Opinion
A New Dawn For Nigeria ?
Now that the 2011 general elections have come and gone with a credo that it was free, fair and credible, should Nigerians hope for a new dawn for the country? After all, Richard Nixon at a campaign meeting in New York on October 29, 1968 said that there was nothing wrong with his country which a good election would not fix. And as it has been said again and again in this column, a good election is the one that produces good leaders –leaders who have the capacity and will to rally men to common purpose; leaders who love their followers more than they love themselves; leaders who in the word of John C. Maxwell have the “ability to say it, plan it and do it in such a way that others know how and know that they want to follow him”; leaders who encourage their followers to tell them what they need to know and not what they want to hear; leaders who know how to get along with people; leaders who do not abuse power; leaders who like Benjamin H. Hill know that “who saves his country, saves all things, and all things saved bless him; who lets his country die, lets all things die, dies himself ignobly and all things dying curse him”.
Apparently, many Nigerians have embraced the election victory of Dr. Goodluck Ebele Jonathan and those of others in the 2011 general elections with goodwill. By Richard Nixon’s belief, Nigerians hope that the elections have produced good leaders who will fix all things in the country.
They hope that the time has come for the electric power problem to be solved. They hope that the stubborn problems of corruption and greed will be given a deadly blow this time around. They hope that the peculiar developmental issues affecting the Niger Delta will receive extra attention. They hope that the poverty and unemployment dilemma in the land will be sincerely tackled. They hope that the ailing industries and other critical sectors of the economy will be revitalised. And they hope that the country’s image will brighten up.
But the questions are: What are the programmes and what are the actions for the fulfillment of these high hopes? A major trouble with Nigeria is that many of its politicians and other public officers get into their offices without knowing in advance what the main issues and their solutions are.

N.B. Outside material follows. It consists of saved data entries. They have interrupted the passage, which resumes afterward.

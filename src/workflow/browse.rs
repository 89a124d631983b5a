// zeedas-rs: Provider-unified review workflow and deployment engine
//
// SPDX-FileCopyrightText: 2026 Romeo Ahmed
// SPDX-License-Identifier: GPL-3.0-or-later

//! Feature-branch tree browsing for the default binding.

use tracing::{debug, warn};

use super::{Engine, default_binding};
use crate::error::{ZeedasError, ZeedasResult, bad_input};
use crate::model::branch::feature_branch;
use crate::provider::TreeEntry;

/// Precondition errors pass through; provider failures get a fixed message.
fn flatten(err: ZeedasError, message: &str) -> ZeedasError {
    match err {
        ZeedasError::BadInputFormat(_) => err,
        other => {
            warn!(error = %other, "{message}");
            bad_input(message)
        }
    }
}

impl Engine {
    /// Entries under `path` on the module's feature branch.
    ///
    /// # Errors
    ///
    /// `BadInputFormat` ("Failed to fetch trees") if the listing fails.
    pub async fn branch_tree(
        &self,
        app: &str,
        module: &str,
        path: &str,
    ) -> ZeedasResult<Vec<TreeEntry>> {
        let (record, gateway) = self.load_default(app).await?;
        let access = default_binding(&record)?.access()?;
        gateway
            .list_tree(access, &feature_branch(module), path)
            .await
            .map_err(|e| flatten(e, "Failed to fetch trees"))
    }

    /// The single file entry at `path` on the module's feature branch.
    ///
    /// # Errors
    ///
    /// `BadInputFormat` ("Failed to fetch trees") if the lookup fails or the
    /// file does not exist.
    pub async fn branch_file(&self, app: &str, module: &str, path: &str) -> ZeedasResult<TreeEntry> {
        let (record, gateway) = self.load_default(app).await?;
        let access = default_binding(&record)?.access()?;
        gateway
            .read_file(access, &feature_branch(module), path)
            .await
            .map_err(|e| flatten(e, "Failed to fetch trees"))
    }

    /// Commit an empty file at `path` on the module's feature branch.
    ///
    /// # Errors
    ///
    /// `BadInputFormat` ("Failed to add path to tree") if the commit fails.
    pub async fn add_to_tree(&self, app: &str, module: &str, path: &str) -> ZeedasResult<()> {
        let (record, gateway) = self.load_default(app).await?;
        let access = default_binding(&record)?.access()?;
        let branch = feature_branch(module);
        gateway
            .write_empty_file(access, &branch, path)
            .await
            .map_err(|e| flatten(e, "Failed to add path to tree"))?;
        debug!(app, module, path, "added empty file");
        Ok(())
    }
}
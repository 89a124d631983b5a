// zeedas-rs: Provider-unified review workflow and deployment engine
//
// SPDX-FileCopyrightText: 2026 Romeo Ahmed
// SPDX-License-Identifier: GPL-3.0-or-later

//! RPC command implementation for zeedas-rs.

use anyhow::{Context, bail};
use std::sync::Arc;
use tokio::io::AsyncReadExt;

use super::print_json;
use crate::api::Reply;
use crate::cli::rpc::RpcArgs;
use crate::error::Result;
use crate::rpc::Dispatcher;
use crate::workflow::Engine;

/// Run one dispatcher call and print its reply envelope.
///
/// # Errors
///
/// Returns an error if stdin cannot be read or the reply code is not a success.
pub async fn run_rpc_command(args: &RpcArgs, engine: Arc<Engine>) -> Result<()> {
    let payload = if args.payload == "-" {
        let mut buf = String::new();
        tokio::io::stdin()
            .read_to_string(&mut buf)
            .await
            .context("failed to read payload from stdin")?;
        buf
    } else {
        args.payload.clone()
    };

    let reply: Reply<serde_json::Value> = Dispatcher::new(engine)
        .call(&args.method, &payload)
        .await
        .into();
    print_json(&reply)?;
    if !reply.is_ok() {
        bail!("{} failed with {}", args.method, reply.code);
    }
    Ok(())
}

They come to power without detailed analysis of the challenges they are to tackle and without a well planned programme they are to execute both in the short-run and in the long-run. How many political parties in the country have research departments that provide their political office seekers with concrete information about various decisions which government has to make and the specific duties and responsibilities they will face if given the opportunity to serve?

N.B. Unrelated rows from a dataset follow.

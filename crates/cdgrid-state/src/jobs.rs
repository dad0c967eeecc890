//! Deployment job records and the per-target active-job index.
//!
//! Every mutation runs inside a single redb write transaction, and the
//! `active_jobs` index is updated in the same transaction as the job record
//! it points to. Rejected writes abort the transaction, leaving the record
//! byte-for-byte unchanged.

use redb::{ReadableDatabase, ReadableTable};
use tracing::{debug, info, warn};

use crate::error::{StateError, StateResult};
use crate::store::{StateStore, encode, read_all, read_record};
use crate::tables::{ACTIVE_JOBS, JOBS};
use crate::types::{DeploymentJob, JobStatus};

impl StateStore {
    /// Return the target's active job, or create one.
    ///
    /// The boolean is `true` when the job was created by this call and the
    /// caller is responsible for launching the executor. Concurrent callers
    /// for the same target are serialized by redb's single-writer
    /// transaction, so exactly one of them observes `true`.
    pub fn get_or_create_active(&self, target: &str) -> StateResult<(DeploymentJob, bool)> {
        let now = self.clock.now();
        let txn = self.begin_write()?;
        let (job, created) = {
            let mut jobs = txn.open_table(JOBS).map_err(map_err!(Table))?;
            let mut active = txn.open_table(ACTIVE_JOBS).map_err(map_err!(Table))?;

            let indexed = active
                .get(target)
                .map_err(map_err!(Read))?
                .map(|guard| guard.value().to_string());
            let existing = match indexed {
                Some(job_id) => read_record::<DeploymentJob, _>(&jobs, &job_id)?
                    .filter(|job| job.is_active() && !job.is_expired(now)),
                None => None,
            };

            match existing {
                Some(job) => (job, false),
                None => {
                    let job = DeploymentJob::starting(target, now, self.retention_secs);
                    let value = encode(&job)?;
                    jobs.insert(job.job_id.as_str(), value.as_slice())
                        .map_err(map_err!(Write))?;
                    active
                        .insert(target, job.job_id.as_str())
                        .map_err(map_err!(Write))?;
                    (job, true)
                }
            }
        };
        txn.commit().map_err(map_err!(Transaction))?;

        if created {
            info!(job_id = %job.job_id, %target, "deployment job created");
        } else {
            debug!(job_id = %job.job_id, %target, status = %job.status, "deployment job already active");
        }
        Ok((job, created))
    }

    /// Attach the executor handle to a job.
    pub fn record_executor_handle(&self, job_id: &str, handle: &str) -> StateResult<DeploymentJob> {
        let now = self.clock.now();
        let txn = self.begin_write()?;
        let job = {
            let mut jobs = txn.open_table(JOBS).map_err(map_err!(Table))?;
            let mut job = live_job(&jobs, job_id, now)?;
            job.executor_handle = Some(handle.to_string());
            job.touch(now, self.retention_secs);
            let value = encode(&job)?;
            jobs.insert(job_id, value.as_slice())
                .map_err(map_err!(Write))?;
            job
        };
        txn.commit().map_err(map_err!(Transaction))?;
        debug!(%job_id, %handle, "executor handle recorded");
        Ok(job)
    }

    /// Append `delta` to the job's output and move it to `status`.
    ///
    /// Writes against a terminal job fail with
    /// [`StateError::TerminalWriteRejected`] and change nothing. Reaching a
    /// terminal status releases the target's active-job slot.
    pub fn append_status(
        &self,
        job_id: &str,
        status: JobStatus,
        delta: &str,
    ) -> StateResult<DeploymentJob> {
        let now = self.clock.now();
        let txn = self.begin_write()?;
        let (job, previous) = {
            let mut jobs = txn.open_table(JOBS).map_err(map_err!(Table))?;
            let mut active = txn.open_table(ACTIVE_JOBS).map_err(map_err!(Table))?;

            let mut job = live_job(&jobs, job_id, now)?;
            let previous = job.status;
            if let Err(e) = job.apply_status(status, delta, now, self.retention_secs) {
                warn!(%job_id, current = %previous, requested = %status, "status write rejected");
                return Err(e);
            }

            let value = encode(&job)?;
            jobs.insert(job_id, value.as_slice())
                .map_err(map_err!(Write))?;

            if status.is_terminal() {
                let owns_slot = active
                    .get(job.target.as_str())
                    .map_err(map_err!(Read))?
                    .is_some_and(|guard| guard.value() == job_id);
                if owns_slot {
                    active
                        .remove(job.target.as_str())
                        .map_err(map_err!(Write))?;
                }
            }
            (job, previous)
        };
        txn.commit().map_err(map_err!(Transaction))?;

        if previous != status {
            info!(%job_id, target = %job.target, from = %previous, to = %status, "job status changed");
        }
        Ok(job)
    }

    /// Look up a job by target and id. Both must match.
    pub fn get_job(&self, target: &str, job_id: &str) -> StateResult<DeploymentJob> {
        match self.get_job_by_id(job_id)? {
            Some(job) if job.target == target => Ok(job),
            _ => Err(StateError::JobNotFound(job_id.to_string())),
        }
    }

    /// Look up a job by id alone. Internal callers only; request paths use
    /// [`StateStore::get_job`].
    pub fn get_job_by_id(&self, job_id: &str) -> StateResult<Option<DeploymentJob>> {
        let now = self.clock.now();
        let txn = self.db.begin_read().map_err(map_err!(Transaction))?;
        let table = txn.open_table(JOBS).map_err(map_err!(Table))?;
        let job: Option<DeploymentJob> = read_record(&table, job_id)?;
        Ok(job.filter(|job| !job.is_expired(now)))
    }

    /// List every unexpired job. The scan runs in one read transaction.
    pub fn list_jobs(&self) -> StateResult<Vec<DeploymentJob>> {
        let now = self.clock.now();
        let txn = self.db.begin_read().map_err(map_err!(Transaction))?;
        let table = txn.open_table(JOBS).map_err(map_err!(Table))?;
        let jobs: Vec<DeploymentJob> = read_all(&table)?;
        Ok(jobs.into_iter().filter(|job| !job.is_expired(now)).collect())
    }

    /// Physically remove expired jobs. Returns the number removed.
    pub fn purge_expired(&self) -> StateResult<u32> {
        let now = self.clock.now();
        let txn = self.begin_write()?;
        let count = {
            let mut jobs = txn.open_table(JOBS).map_err(map_err!(Table))?;
            let mut active = txn.open_table(ACTIVE_JOBS).map_err(map_err!(Table))?;

            let expired: Vec<DeploymentJob> = read_all::<DeploymentJob, _>(&jobs)?
                .into_iter()
                .filter(|job| job.is_expired(now))
                .collect();
            for job in &expired {
                jobs.remove(job.job_id.as_str())
                    .map_err(map_err!(Write))?;
                let owns_slot = active
                    .get(job.target.as_str())
                    .map_err(map_err!(Read))?
                    .is_some_and(|guard| guard.value() == job.job_id);
                if owns_slot {
                    active
                        .remove(job.target.as_str())
                        .map_err(map_err!(Write))?;
                }
            }
            expired.len() as u32
        };
        txn.commit().map_err(map_err!(Transaction))?;
        if count > 0 {
            info!(count, "expired jobs purged");
        }
        Ok(count)
    }

    /// Remove every job and index entry. Administrative use only.
    pub fn clear_jobs(&self) -> StateResult<u32> {
        let txn = self.begin_write()?;
        let count = {
            let mut jobs = txn.open_table(JOBS).map_err(map_err!(Table))?;
            let mut active = txn.open_table(ACTIVE_JOBS).map_err(map_err!(Table))?;

            let job_ids = keys(&jobs)?;
            for key in &job_ids {
                jobs.remove(key.as_str()).map_err(map_err!(Write))?;
            }
            let targets = {
                let mut targets = Vec::new();
                for entry in active.iter().map_err(map_err!(Read))? {
                    let (key, _) = entry.map_err(map_err!(Read))?;
                    targets.push(key.value().to_string());
                }
                targets
            };
            for target in &targets {
                active.remove(target.as_str()).map_err(map_err!(Write))?;
            }
            job_ids.len() as u32
        };
        txn.commit().map_err(map_err!(Transaction))?;
        warn!(count, "all jobs cleared");
        Ok(count)
    }
}

/// Read a job that exists and has not expired.
fn live_job<R>(table: &R, job_id: &str, now: u64) -> StateResult<DeploymentJob>
where
    R: ReadableTable<&'static str, &'static [u8]>,
{
    read_record::<DeploymentJob, _>(table, job_id)?
        .filter(|job| !job.is_expired(now))
        .ok_or_else(|| StateError::JobNotFound(job_id.to_string()))
}

fn keys<R>(table: &R) -> StateResult<Vec<String>>
where
    R: ReadableTable<&'static str, &'static [u8]>,
{
    let mut keys = Vec::new();
    for entry in table.iter().map_err(map_err!(Read))? {
        let (key, _) = entry.map_err(map_err!(Read))?;
        keys.push(key.value().to_string());
    }
    Ok(keys)
}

The new dawn Nigerians are hoping to experience within the next four years will be a mirage if the elected officers do not, without further delay, come up with their programmes of action for public assessment, contributions, and participatory development.
This means that the newly elected leaders and their teams are expected to depart completely from the old practice of primacy of politics approach in which political expediency and spontaneity outweigh rational-technical questions of selecting alternatives that have the greatest potential of propelling the country to greater heights.

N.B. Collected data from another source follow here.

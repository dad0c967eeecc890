//! Docker CLI executor.
//!
//! Each operation shells out to the `docker` binary. Launch performs an
//! optional registry login, an optional image pull, then `docker run
//! --detach`; the printed container id becomes the [`ExecutorHandle`].

use std::collections::BTreeMap;
use std::fmt;
use std::io;
use std::process::Stdio;
use std::time::Duration;

use serde::Deserialize;
use tokio::io::AsyncWriteExt;
use tokio::process::Command;
use tokio::time::timeout;
use tracing::{debug, info, warn};

use crate::error::{ExecutorError, ExecutorResult};
use crate::types::{ContainerState, ExecutorHandle, Inspection, LaunchAction};
use crate::{ExecFuture, Executor};

/// Label attached to every launched container.
pub const JOB_LABEL: &str = "cdgrid.job-id";

/// Settings for [`DockerExecutor`].
///
/// Registry credentials are never read from the config file; the daemon
/// fills them in from its command line or environment.
#[derive(Clone, Deserialize)]
#[serde(default)]
pub struct DockerConfig {
    /// Path or name of the docker CLI.
    pub binary: String,
    /// Automation image, including tag.
    pub image: String,
    /// Registry to log in to before pulling. `None` uses Docker Hub.
    pub registry: Option<String>,
    #[serde(skip)]
    pub username: Option<String>,
    #[serde(skip)]
    pub password: Option<String>,
    /// Pull the image before every launch.
    pub pull: bool,
    pub network: Option<String>,
    pub pid_mode: Option<String>,
    /// Bind mounts in `host:container[:mode]` form.
    pub volumes: Vec<String>,
    pub env: BTreeMap<String, String>,
    /// Image command for a deployment; receives `<target> <job_id>`.
    pub deploy_command: String,
    /// Image command for the maintenance run; receives no arguments.
    pub announce_command: String,
    /// Upper bound for any single docker invocation.
    pub command_timeout_secs: u64,
}

impl Default for DockerConfig {
    fn default() -> Self {
        Self {
            binary: "docker".to_string(),
            image: "ghcr.io/epfl-enac/enacit-ansible:latest".to_string(),
            registry: None,
            username: None,
            password: None,
            pull: true,
            network: None,
            pid_mode: None,
            volumes: Vec::new(),
            env: BTreeMap::new(),
            deploy_command: "app-deploy".to_string(),
            announce_command: "announce-apps".to_string(),
            command_timeout_secs: 300,
        }
    }
}

impl fmt::Debug for DockerConfig {
    fn fmt(&self, f: &mut fmt::Formatter<'_>) -> fmt::Result {
        f.debug_struct("DockerConfig")
            .field("binary", &self.binary)
            .field("image", &self.image)
            .field("registry", &self.registry)
            .field("username", &self.username)
            .field("password", &self.password.as_ref().map(|_| "<redacted>"))
            .field("pull", &self.pull)
            .field("network", &self.network)
            .field("pid_mode", &self.pid_mode)
            .field("volumes", &self.volumes)
            .field("env", &self.env.keys().collect::<Vec<_>>())
            .field("deploy_command", &self.deploy_command)
            .field("announce_command", &self.announce_command)
            .field("command_timeout_secs", &self.command_timeout_secs)
            .finish()
    }
}

struct CommandOutput {
    success: bool,
    stdout: String,
    stderr: String,
}

/// [`Executor`] backed by the docker CLI.
#[derive(Debug, Clone)]
pub struct DockerExecutor {
    config: DockerConfig,
}

impl DockerExecutor {
    pub fn new(config: DockerConfig) -> Self {
        Self { config }
    }

    pub fn config(&self) -> &DockerConfig {
        &self.config
    }

    async fn docker(&self, args: &[String], stdin: Option<&str>) -> io::Result<CommandOutput> {
        let mut cmd = Command::new(&self.config.binary);
        cmd.args(args)
            .stdin(if stdin.is_some() {
                Stdio::piped()
            } else {
                Stdio::null()
            })
            .stdout(Stdio::piped())
            .stderr(Stdio::piped())
            .kill_on_drop(true);

        debug!(binary = %self.config.binary, command = ?args.first(), "running docker");
        let mut child = cmd.spawn()?;
        if let Some(input) = stdin
            && let Some(mut pipe) = child.stdin.take()
        {
            pipe.write_all(input.as_bytes()).await?;
        }

        let limit = Duration::from_secs(self.config.command_timeout_secs);
        let output = timeout(limit, child.wait_with_output())
            .await
            .map_err(|_| io::Error::new(io::ErrorKind::TimedOut, "docker command timed out"))??;

        Ok(CommandOutput {
            success: output.status.success(),
            stdout: String::from_utf8_lossy(&output.stdout).into_owned(),
            stderr: String::from_utf8_lossy(&output.stderr).into_owned(),
        })
    }

    async fn login(&self) -> ExecutorResult<()> {
        let (Some(username), Some(password)) = (&self.config.username, &self.config.password)
        else {
            return Ok(());
        };
        let args = login_args(username, self.config.registry.as_deref());
        let out = self
            .docker(&args, Some(password))
            .await
            .map_err(|e| ExecutorError::Launch(format!("registry login: {e}")))?;
        if !out.success {
            return Err(ExecutorError::Launch(format!(
                "registry login failed: {}",
                out.stderr.trim()
            )));
        }
        Ok(())
    }

    async fn pull(&self) -> ExecutorResult<()> {
        let args = vec!["pull".to_string(), self.config.image.clone()];
        let out = self
            .docker(&args, None)
            .await
            .map_err(|e| ExecutorError::Launch(format!("image pull: {e}")))?;
        if !out.success {
            return Err(ExecutorError::Launch(format!(
                "image pull failed for {}: {}",
                self.config.image,
                out.stderr.trim()
            )));
        }
        Ok(())
    }

    /// Arguments for `docker run` of `action`.
    pub fn run_args(&self, action: &LaunchAction) -> Vec<String> {
        let cfg = &self.config;
        let mut args = vec![
            "run".to_string(),
            "--detach".to_string(),
            "--label".to_string(),
            format!("{JOB_LABEL}={}", action.job_id()),
        ];
        if let Some(network) = &cfg.network {
            args.extend(["--network".to_string(), network.clone()]);
        }
        if let Some(pid_mode) = &cfg.pid_mode {
            args.extend(["--pid".to_string(), pid_mode.clone()]);
        }
        for volume in &cfg.volumes {
            args.extend(["--volume".to_string(), volume.clone()]);
        }
        for (key, value) in &cfg.env {
            args.extend(["--env".to_string(), format!("{key}={value}")]);
        }
        args.push(cfg.image.clone());
        match action {
            LaunchAction::Deploy { target, job_id } => {
                args.extend([cfg.deploy_command.clone(), target.clone(), job_id.clone()]);
            }
            LaunchAction::AnnounceApps { .. } => args.push(cfg.announce_command.clone()),
        }
        args
    }

    /// Both output streams of the container, interleaved in write order.
    async fn read_logs(&self, handle: &ExecutorHandle) -> ExecutorResult<String> {
        let args = vec![
            "logs".to_string(),
            "--timestamps".to_string(),
            handle.to_string(),
        ];
        let out = self
            .docker(&args, None)
            .await
            .map_err(|e| ExecutorError::Inspect(e.to_string()))?;
        if !out.success {
            return Err(classify_failure(handle, &out.stderr));
        }
        Ok(merge_log_streams(&out.stdout, &out.stderr))
    }
}

impl Executor for DockerExecutor {
    fn launch<'a>(&'a self, action: &'a LaunchAction) -> ExecFuture<'a, ExecutorHandle> {
        Box::pin(async move {
            self.login().await?;
            if self.config.pull {
                self.pull().await?;
            }

            let args = self.run_args(action);
            let out = self.docker(&args, None).await.map_err(|e| {
                ExecutorError::Launch(format!("failed to run {}: {e}", self.config.binary))
            })?;
            if !out.success {
                return Err(ExecutorError::Launch(format!(
                    "docker run failed: {}",
                    out.stderr.trim()
                )));
            }
            let id = out.stdout.trim();
            if id.is_empty() {
                return Err(ExecutorError::Launch(
                    "docker run printed no container id".to_string(),
                ));
            }

            let handle = ExecutorHandle::new(id);
            info!(job_id = %action.job_id(), container = %handle.short(), "executor launched");
            Ok(handle)
        })
    }

    fn inspect<'a>(&'a self, handle: &'a ExecutorHandle) -> ExecFuture<'a, Inspection> {
        Box::pin(async move {
            let args = vec![
                "inspect".to_string(),
                "--format".to_string(),
                "{{.State.Status}} {{.State.ExitCode}}".to_string(),
                handle.to_string(),
            ];
            let out = self
                .docker(&args, None)
                .await
                .map_err(|e| ExecutorError::Inspect(e.to_string()))?;
            if !out.success {
                return Err(classify_failure(handle, &out.stderr));
            }
            let state = parse_state(&out.stdout).ok_or_else(|| {
                ExecutorError::Inspect(format!(
                    "unrecognised container state {:?}",
                    out.stdout.trim()
                ))
            })?;

            let logs = self.read_logs(handle).await?;
            Ok(Inspection { state, logs })
        })
    }

    fn terminate<'a>(&'a self, handle: &'a ExecutorHandle) -> ExecFuture<'a, ()> {
        Box::pin(async move {
            let args = vec!["rm".to_string(), "--force".to_string(), handle.to_string()];
            let out = self
                .docker(&args, None)
                .await
                .map_err(|e| ExecutorError::Terminate(e.to_string()))?;
            if !out.success {
                return match classify_failure(handle, &out.stderr) {
                    ExecutorError::NotFound(id) => Err(ExecutorError::NotFound(id)),
                    _ => {
                        warn!(container = %handle.short(), stderr = %out.stderr.trim(), "docker rm failed");
                        Err(ExecutorError::Terminate(out.stderr.trim().to_string()))
                    }
                };
            }
            debug!(container = %handle.short(), "container removed");
            Ok(())
        })
    }
}

fn login_args(username: &str, registry: Option<&str>) -> Vec<String> {
    let mut args = vec![
        "login".to_string(),
        "--username".to_string(),
        username.to_string(),
        "--password-stdin".to_string(),
    ];
    if let Some(registry) = registry {
        args.push(registry.to_string());
    }
    args
}

/// Parse `"<status> <exit code>"` as printed by `docker inspect --format`.
fn parse_state(raw: &str) -> Option<ContainerState> {
    let mut parts = raw.split_whitespace();
    let status = parts.next()?;
    let exit_code = parts.next().and_then(|code| code.parse().ok());
    match status {
        "created" | "running" | "restarting" | "paused" => Some(ContainerState::Running),
        "exited" | "dead" | "removing" => Some(ContainerState::Exited { exit_code }),
        _ => None,
    }
}

/// Sort key of a `docker logs --timestamps` line: the whole seconds and
/// the fraction scaled to nanoseconds, so trimmed fractions still compare.
type LineKey<'a> = (&'a str, u32);

fn line_key(timestamp: &str) -> Option<LineKey<'_>> {
    let bytes = timestamp.as_bytes();
    if bytes.len() < 20 || bytes[10] != b'T' || !bytes[..4].iter().all(u8::is_ascii_digit) {
        return None;
    }
    let (secs, rest) = timestamp.split_at(19);
    let digits: String = rest
        .strip_prefix('.')
        .unwrap_or_default()
        .chars()
        .take_while(char::is_ascii_digit)
        .take(9)
        .collect();
    let nanos = format!("{digits:0<9}").parse().ok()?;
    Some((secs, nanos))
}

/// Split a timestamped stream into `(key, text)` lines. A line without a
/// timestamp keeps the key of the line before it.
fn keyed_lines(stream: &str) -> Vec<(LineKey<'_>, &str)> {
    let mut last: LineKey<'_> = ("", 0);
    stream
        .split_inclusive('\n')
        .map(|line| {
            if let Some((timestamp, text)) = line.split_once(' ')
                && let Some(key) = line_key(timestamp)
            {
                last = key;
                return (key, text);
            }
            (last, line)
        })
        .collect()
}

/// Interleave the stdout and stderr of `docker logs --timestamps` by time
/// and strip the timestamps. Ties go to stdout.
pub fn merge_log_streams(stdout: &str, stderr: &str) -> String {
    let out = keyed_lines(stdout);
    let err = keyed_lines(stderr);
    let mut merged = String::with_capacity(stdout.len() + stderr.len());
    let (mut i, mut j) = (0, 0);
    while i < out.len() || j < err.len() {
        let take_out = match (out.get(i), err.get(j)) {
            (Some(o), Some(e)) => o.0 <= e.0,
            (Some(_), None) => true,
            _ => false,
        };
        let text = if take_out {
            i += 1;
            out[i - 1].1
        } else {
            j += 1;
            err[j - 1].1
        };
        if !merged.is_empty() && !merged.ends_with('\n') {
            merged.push('\n');
        }
        merged.push_str(text);
    }
    merged
}

fn classify_failure(handle: &ExecutorHandle, stderr: &str) -> ExecutorError {
    if stderr.to_ascii_lowercase().contains("no such") {
        ExecutorError::NotFound(handle.to_string())
    } else {
        ExecutorError::Inspect(stderr.trim().to_string())
    }
}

My former teacher and Professor of Political Economy, Patrick Ollawa explained in his book Participatory Democracy in Zambia that primacy of politics exists in the process of policy and decision making when: “Many policy issues and/or major government decisions are not operationalised first within proper research context with a view to obtaining detailed knowledge of the range of policy options, including the probable implications of their implementation but rather represent political addresses and declarations…”
The point being made here is that Dr. Jonathan and others elected to key public positions should make the preparation of consciously directed programmes of action an integral part of governance.
Why? Because the country cannot afford to waste its scarce resources and limited skilled manpower on unproductive ventures or projects which are not necessarily related to the central objectives of the national goals but merely represent pet ideas or specific interests that certain key public officers or politicians wish to see realised.
Besides, the programmes and policies should be promulgated with full understanding, in advance of the possibility of their implementation given the prevailing circumstances and available resources. This is because preparing a programme is an exercise of the imagination. It is in the implementation of any programme or plan that one struggles with reality.
Thus for Dr. Jonathan and the entire new leadership to realise their dream of making a difference in the governance of the Nigerian nation, they must establish a conducive institutional arrangement where facts, opinions, instructions and ideas can be transmitted without bottlenecks in the process of programmes implementation. This requires that all important decision-makers, public and private, who will have a hand in the implementation of the programme must be represented in its preparation.
The present situation in the country is that, in most cases, even some top officials of ministries are usually not aware of nor familiar with their ministries’ projects, effective system of public administration which is both honest and efficient in programme implementation is lacking, and public co-operation in the execution of programmes is hardly elicited.
If the new leadership both at the federal and state level does not begin now to evolve programmes and implementation machinery that will speed up the process of the country’s social, political and economic progress, Nigerians’ hope for a new dawn will be like an orange in the sun which dries up sooner than later.